Task directions: Repeat the listing below line for line, exactly as shown.
------ Supplied records ------
use super::common::*;

use crate::workflows::enrollment::location::LocationCatalog;
use crate::workflows::enrollment::wizard::WizardStep;

#[tokio::test]
async fn open_populates_regions_once() {
    let (mut wizard, geography, _, _) = build_wizard();
    wizard.open().await;

    assert_eq!(wizard.catalog().regions(), ["Dhaka", "Khulna"]);
    assert_eq!(geography.region_calls(), 1);
}

#[tokio::test]
async fn open_degrades_to_empty_regions_on_lookup_failure() {
    let (mut wizard, _, _, _) = build_wizard_with(
        StubGeography::failing_regions(),
        MemoryMailer::default(),
        Default::default(),
    );
    wizard.open().await;

    assert!(wizard.catalog().regions().is_empty());

    // The wizard stays usable with a degraded selector.
    wizard.next();
    assert_eq!(wizard.current_step(), WizardStep::ProfessionalDetails);
}

#[tokio::test]
async fn selecting_a_region_loads_its_districts() {
    let (mut wizard, geography, _, _) = build_wizard();
    wizard.open().await;
    wizard.select_region("Dhaka").await;

    let names: Vec<&str> = wizard
        .catalog()
        .districts()
        .iter()
        .map(|entry| entry.name.as_str())
        .collect();
    assert_eq!(names, ["Gazipur", "Narayanganj"]);
    assert_eq!(geography.district_calls(), 1);
    assert!(!wizard.catalog().is_loading_districts());
}

#[tokio::test]
async fn district_lookup_failure_leaves_selector_empty() {
    let (mut wizard, _, _, _) = build_wizard_with(
        StubGeography::failing_districts(),
        MemoryMailer::default(),
        Default::default(),
    );
    wizard.open().await;
    wizard.select_region("Dhaka").await;

    assert_eq!(wizard.draft().location.region, "Dhaka");
    assert!(wizard.catalog().districts().is_empty());
}

#[tokio::test]
async fn region_change_resets_dependent_selections() {
    let (mut wizard, _, _, _) = build_wizard();
    wizard.open().await;
    wizard.select_region("Dhaka").await;
    wizard.select_district("Gazipur");
    wizard.select_subdistrict("Sreepur");

    wizard.select_region("Khulna").await;

    assert_eq!(wizard.draft().location.region, "Khulna");
    assert_eq!(wizard.draft().location.district, "");
    assert_eq!(wizard.draft().location.subdistrict, "");

    // The old district's subdistricts are gone until a district from the new
    // region's set is chosen.
    assert!(wizard.catalog().subdistricts_for("Gazipur").is_empty());
    assert!(wizard.subdistrict_options().is_empty());

    wizard.select_district("Jessore");
    assert_eq!(wizard.subdistrict_options(), ["Abhaynagar", "Bagherpara"]);
}

#[tokio::test]
async fn clearing_the_region_clears_districts_without_a_fetch() {
    let (mut wizard, geography, _, _) = build_wizard();
    wizard.open().await;
    wizard.select_region("Dhaka").await;
    assert_eq!(geography.district_calls(), 1);

    wizard.select_region("").await;

    assert_eq!(wizard.draft().location.region, "");
    assert!(wizard.catalog().districts().is_empty());
    assert_eq!(geography.district_calls(), 1);
}

#[tokio::test]
async fn subdistrict_resolution_never_reaches_the_gateway() {
    let (mut wizard, geography, _, _) = build_wizard();
    wizard.open().await;
    wizard.select_region("Dhaka").await;
    assert_eq!(geography.district_calls(), 1);

    wizard.select_district("Gazipur");
    assert_eq!(wizard.subdistrict_options(), ["Sreepur", "Kaliakair"]);
    assert_eq!(wizard.catalog().subdistricts_for("Narayanganj"), ["Rupganj"]);
    assert!(wizard.catalog().subdistricts_for("unknown").is_empty());

    assert_eq!(geography.district_calls(), 1);
    assert_eq!(geography.region_calls(), 1);
}

#[tokio::test]
async fn unknown_district_selection_clears_instead_of_sticking() {
    let (mut wizard, _, _, _) = build_wizard();
    wizard.open().await;
    wizard.select_region("Dhaka").await;

    wizard.select_district("Jessore");
    assert_eq!(wizard.draft().location.district, "");

    wizard.select_district("Gazipur");
    wizard.select_subdistrict("Rupganj");
    assert_eq!(wizard.draft().location.subdistrict, "");
}

#[test]
fn stale_district_listing_is_discarded() {
    let mut catalog = LocationCatalog::default();

    let first = catalog.begin_district_load();
    let second = catalog.begin_district_load();

    // The listing for the superseded selection arrives late and is dropped.
    let applied = catalog.complete_district_load(first, vec![district("Gazipur", &["Sreepur"])]);
    assert!(!applied);
    assert!(catalog.districts().is_empty());
    assert!(catalog.is_loading_districts());

    let applied = catalog.complete_district_load(second, vec![district("Jessore", &["Abhaynagar"])]);
    assert!(applied);
    assert_eq!(catalog.subdistricts_for("Jessore"), ["Abhaynagar"]);
    assert!(!catalog.is_loading_districts());
}

#[test]
fn reset_invalidates_an_in_flight_ticket() {
    let mut catalog = LocationCatalog::default();

    let ticket = catalog.begin_district_load();
    catalog.reset_districts();

    assert!(!catalog.complete_district_load(ticket, vec![district("Gazipur", &["Sreepur"])]));
    assert!(catalog.districts().is_empty());
}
------
Reply to the task:
use super::common::*;

use crate::workflows::enrollment::location::LocationCatalog;
use crate::workflows::enrollment::wizard::WizardStep;

#[tokio::test]
async fn open_populates_regions_once() {
    let (mut wizard, geography, _, _) = build_wizard();
    wizard.open().await;

    assert_eq!(wizard.catalog().regions(), ["Dhaka", "Khulna"]);
    assert_eq!(geography.region_calls(), 1);
}

#[tokio::test]
async fn open_degrades_to_empty_regions_on_lookup_failure() {
    let (mut wizard, _, _, _) = build_wizard_with(
        StubGeography::failing_regions(),
        MemoryMailer::default(),
        Default::default(),
    );
    wizard.open().await;

    assert!(wizard.catalog().regions().is_empty());

    // The wizard stays usable with a degraded selector.
    wizard.next();
    assert_eq!(wizard.current_step(), WizardStep::ProfessionalDetails);
}

#[tokio::test]
async fn selecting_a_region_loads_its_districts() {
    let (mut wizard, geography, _, _) = build_wizard();
    wizard.open().await;
    wizard.select_region("Dhaka").await;

    let names: Vec<&str> = wizard
        .catalog()
        .districts()
        .iter()
        .map(|entry| entry.name.as_str())
        .collect();
    assert_eq!(names, ["Gazipur", "Narayanganj"]);
    assert_eq!(geography.district_calls(), 1);
    assert!(!wizard.catalog().is_loading_districts());
}

#[tokio::test]
async fn district_lookup_failure_leaves_selector_empty() {
    let (mut wizard, _, _, _) = build_wizard_with(
        StubGeography::failing_districts(),
        MemoryMailer::default(),
        Default::default(),
    );
    wizard.open().await;
    wizard.select_region("Dhaka").await;

    assert_eq!(wizard.draft().location.region, "Dhaka");
    assert!(wizard.catalog().districts().is_empty());
}

#[tokio::test]
async fn region_change_resets_dependent_selections() {
    let (mut wizard, _, _, _) = build_wizard();
    wizard.open().await;
    wizard.select_region("Dhaka").await;
    wizard.select_district("Gazipur");
    wizard.select_subdistrict("Sreepur");

    wizard.select_region("Khulna").await;

    assert_eq!(wizard.draft().location.region, "Khulna");
    assert_eq!(wizard.draft().location.district, "");
    assert_eq!(wizard.draft().location.subdistrict, "");

    // The old district's subdistricts are gone until a district from the new
    // region's set is chosen.
    assert!(wizard.catalog().subdistricts_for("Gazipur").is_empty());
    assert!(wizard.subdistrict_options().is_empty());

    wizard.select_district("Jessore");
    assert_eq!(wizard.subdistrict_options(), ["Abhaynagar", "Bagherpara"]);
}

#[tokio::test]
async fn clearing_the_region_clears_districts_without_a_fetch() {
    let (mut wizard, geography, _, _) = build_wizard();
    wizard.open().await;
    wizard.select_region("Dhaka").await;
    assert_eq!(geography.district_calls(), 1);

    wizard.select_region("").await;

    assert_eq!(wizard.draft().location.region, "");
    assert!(wizard.catalog().districts().is_empty());
    assert_eq!(geography.district_calls(), 1);
}

#[tokio::test]
async fn subdistrict_resolution_never_reaches_the_gateway() {
    let (mut wizard, geography, _, _) = build_wizard();
    wizard.open().await;
    wizard.select_region("Dhaka").await;
    assert_eq!(geography.district_calls(), 1);

    wizard.select_district("Gazipur");
    assert_eq!(wizard.subdistrict_options(), ["Sreepur", "Kaliakair"]);
    assert_eq!(wizard.catalog().subdistricts_for("Narayanganj"), ["Rupganj"]);
    assert!(wizard.catalog().subdistricts_for("unknown").is_empty());

    assert_eq!(geography.district_calls(), 1);
    assert_eq!(geography.region_calls(), 1);
}

#[tokio::test]
async fn unknown_district_selection_clears_instead_of_sticking() {
    let (mut wizard, _, _, _) = build_wizard();
    wizard.open().await;
    wizard.select_region("Dhaka").await;

    wizard.select_district("Jessore");
    assert_eq!(wizard.draft().location.district, "");

    wizard.select_district("Gazipur");
    wizard.select_subdistrict("Rupganj");
    assert_eq!(wizard.draft().location.subdistrict, "");
}

#[test]
fn stale_district_listing_is_discarded() {
    let mut catalog = LocationCatalog::default();

    let first = catalog.begin_district_load();
    let second = catalog.begin_district_load();

    // The listing for the superseded selection arrives late and is dropped.
    let applied = catalog.complete_district_load(first, vec![district("Gazipur", &["Sreepur"])]);
    assert!(!applied);
    assert!(catalog.districts().is_empty());
    assert!(catalog.is_loading_districts());

    let applied = catalog.complete_district_load(second, vec![district("Jessore", &["Abhaynagar"])]);
    assert!(applied);
    assert_eq!(catalog.subdistricts_for("Jessore"), ["Abhaynagar"]);
    assert!(!catalog.is_loading_districts());
}

#[test]
fn reset_invalidates_an_in_flight_ticket() {
    let mut catalog = LocationCatalog::default();

    let ticket = catalog.begin_district_load();
    catalog.reset_districts();

    assert!(!catalog.complete_district_load(ticket, vec![district("Gazipur", &["Sreepur"])]));
    assert!(catalog.districts().is_empty());
}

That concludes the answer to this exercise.